I should also mention that this window is on the back wall of the house, and it is the only wall to have ever been stuccoed on the outside, which was another clue when we bought the house that a problem had been ‘covered over’ instead of fixed right. The external stucco was the only thing holding this wall together. We felt very lucky that the wall had not collapsed.
But, on the bright side, in the top photo, just above the curtain rod, you can see a hand hewn beam. Hand hewn beam!!!! Its days of service as part of the wall’s structure are over, but we reused it elsewhere and you’ll see it again.
My husband contemplating the near disaster we’d avoided by being the type of restorationists/preservationists with enough curiosity to go deeper than simply redecorating the surfaces that showed. In this picture note the door, especially above the door. Looks fine, right?
So, this picture shows you two things: (1) We took down the Cyprus wood ceiling. With the sad state of the brick below the ceiling line, we had to see what it was like above. I’d always told my husband my vision for this kitchen included a vaulted ceiling, something to which he’d never agreed until we started the tear out, and saw how bad everything was. So, hey – the silver lining to needing to repair all the brick was I got my wish with the vaulted ceiling! Wait till you see how sweet it looks!
Do you remember how above the door looked fine a picture up? Here it is again, with the slumping brick and header exposed.
Take away the slumping brick and what do you have? Daylight! The board was put there to keep birds and bats out until we could get the wood header and brick back in place.

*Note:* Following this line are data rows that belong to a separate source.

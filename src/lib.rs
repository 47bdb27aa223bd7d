#![forbid(unsafe_code)]

//! Line-delimited JSON worker that fingerprints web technologies.

pub mod config;
pub mod errors;
pub mod fingerprint;
pub mod protocol;
pub mod worker;

pub use config::WorkerConfig;
pub use errors::{AppError, Result};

Just a good long shot of one of the temporary support beams put in place to hold up the joists. Here you can also see the roof rafters – the 12″ wide boards would be original to the structure, and above them are the pressed wood sheeting the roofing shingles are attached to. An interesting side note is that my husband and his helper figured out is that this ‘room’ was a entirely separate building at some point in time.

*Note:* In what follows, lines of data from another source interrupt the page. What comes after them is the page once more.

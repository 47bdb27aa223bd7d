//! The streaming protocol loop.
//!
//! Reads records from `input` through [`RecordCodec`], turns each into
//! exactly one [`Response`] and writes it to `output` before reading the
//! next record. Failures are handled in three tiers:
//!
//! | Failure                          | Effect                                         |
//! |----------------------------------|------------------------------------------------|
//! | record is not a valid request    | error response, loop continues                 |
//! | response cannot be serialised    | logged, fallback error response, loop continues |
//! | oversize record, stream I/O error | logged once, loop stops with the error        |

use futures_util::StreamExt;
use tokio::io::{AsyncRead, AsyncWrite, AsyncWriteExt};
use tokio_util::codec::FramedRead;
use tracing::{debug, error, info_span, warn, Instrument};

use crate::fingerprint::{self, Fingerprinter};
use crate::protocol::codec::{RecordCodec, DEFAULT_INITIAL_BUFFER_BYTES, DEFAULT_MAX_RECORD_BYTES};
use crate::protocol::request::{decode_record, salvage_id};
use crate::protocol::response::{encode_line, fallback_line, Response};
use crate::{AppError, Result};

/// Size bounds for the input stream.
#[derive(Debug, Clone, Copy, PartialEq, Eq)]
pub struct StreamLimits {
    /// Largest accepted record, excluding its line terminator.
    pub max_record_bytes: usize,
    /// Initial read buffer capacity; the buffer grows on demand.
    pub initial_buffer_bytes: usize,
}

impl Default for StreamLimits {
    fn default() -> Self {
        Self {
            max_record_bytes: DEFAULT_MAX_RECORD_BYTES,
            initial_buffer_bytes: DEFAULT_INITIAL_BUFFER_BYTES,
        }
    }
}

/// Counters reported when the input is exhausted.
#[derive(Debug, Clone, Copy, Default, PartialEq, Eq)]
pub struct StreamSummary {
    /// Records read from the input.
    pub records_read: u64,
    /// Response lines written to the output.
    pub responses_written: u64,
    /// Records answered with a decode error.
    pub decode_failures: u64,
    /// Responses that could not be serialised.
    pub encode_failures: u64,
}

/// Run the protocol loop until `input` is exhausted.
///
/// `engine` is shared read-only by every record. Each record is fully
/// processed and its response flushed before the next record is read.
///
/// # Errors
///
/// - [`AppError::Framing`] if a record exceeds `limits.max_record_bytes`.
/// - [`AppError::Io`] if reading `input` or writing `output` fails.
///
/// Both are stream-fatal and already logged when returned.
pub async fn run_worker<F, R, W>(
    engine: &F,
    input: R,
    mut output: W,
    limits: StreamLimits,
) -> Result<StreamSummary>
where
    F: Fingerprinter + ?Sized,
    R: AsyncRead + Unpin,
    W: AsyncWrite + Unpin,
{
    let codec = RecordCodec::with_max_record_bytes(limits.max_record_bytes);
    let capacity = limits.initial_buffer_bytes.min(limits.max_record_bytes);
    let mut records = FramedRead::with_capacity(input, codec, capacity);
    let mut summary = StreamSummary::default();

    while let Some(item) = records.next().await {
        let record = match item {
            Ok(record) => record,
            Err(err) => {
                report_stream_fatal(&err, &summary);
                return Err(err);
            }
        };
        summary.records_read += 1;

        let span = info_span!("record", seq = summary.records_read);
        let response = span.in_scope(|| process_record(engine, &record));
        if response.error().is_some() {
            summary.decode_failures += 1;
        }

        if let Err(err) = emit(&mut output, &response, &mut summary)
            .instrument(span)
            .await
        {
            report_stream_fatal(&err, &summary);
            return Err(err);
        }
    }

    debug!(
        records = summary.records_read,
        responses = summary.responses_written,
        "input exhausted"
    );
    Ok(summary)
}

/// Turn one raw record into its response.
///
/// Never fails: a record that does not decode yields an error response
/// carrying whatever `id` could be salvaged.
pub fn process_record<F>(engine: &F, record: &[u8]) -> Response
where
    F: Fingerprinter + ?Sized,
{
    match decode_record(record) {
        Ok(request) => {
            let technologies = fingerprint::invoke(engine, &request);
            Response::detected(request.id, technologies)
        }
        Err(err) => {
            let id = salvage_id(record);
            warn!(id = %id, record_bytes = record.len(), error = %err, "rejecting malformed record");
            Response::failed(id, err.to_string())
        }
    }
}

/// Encode and write one response line.
///
/// A serialisation failure is logged and replaced by a fallback error line
/// for the same `id`; if that fails too the response is dropped. Only
/// output stream failures are returned.
async fn emit<W>(output: &mut W, response: &Response, summary: &mut StreamSummary) -> Result<()>
where
    W: AsyncWrite + Unpin,
{
    emit_with(output, response, summary, encode_line).await
}

async fn emit_with<W, E>(
    output: &mut W,
    response: &Response,
    summary: &mut StreamSummary,
    encode: E,
) -> Result<()>
where
    W: AsyncWrite + Unpin,
    E: FnOnce(&Response) -> Result<Vec<u8>>,
{
    let line = match encode(response) {
        Ok(line) => line,
        Err(err) => {
            summary.encode_failures += 1;
            error!(id = %response.id, error = %err, "failed to encode response");
            match fallback_line(&response.id, &err) {
                Ok(line) => line,
                Err(fallback_err) => {
                    error!(
                        id = %response.id,
                        error = %fallback_err,
                        "failed to encode fallback response, dropping"
                    );
                    return Ok(());
                }
            }
        }
    };

    output
        .write_all(&line)
        .await
        .map_err(|err| AppError::Io(format!("write failed: {err}")))?;
    output
        .flush()
        .await
        .map_err(|err| AppError::Io(format!("flush failed: {err}")))?;

    summary.responses_written += 1;
    Ok(())
}

fn report_stream_fatal(err: &AppError, summary: &StreamSummary) {
    error!(
        error = %err,
        records = summary.records_read,
        responses = summary.responses_written,
        "stream failure, stopping"
    );
}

We’d discovered earlier that the basement under this kitchen had a cooking fireplace, and so determined it must have been the summer kitchen, but can only guess what the room above was used for. Our best guess? Slave quarters. According to the abstract we received with the house, just before the start of the civil war, the owner, Beverly Lee, went bankrupt, loosing the house, farm land, a carriage and team of horses, and nine slaves to settle his debts. His name is carved into a closet door under the house’s main staircase.
Last picture for this post. This shows the brick above the ceiling line. This is the only internal wall, so while it did need some tuck-pointing, and was very dirty and covered in wasp nests, it was the best wall in the room.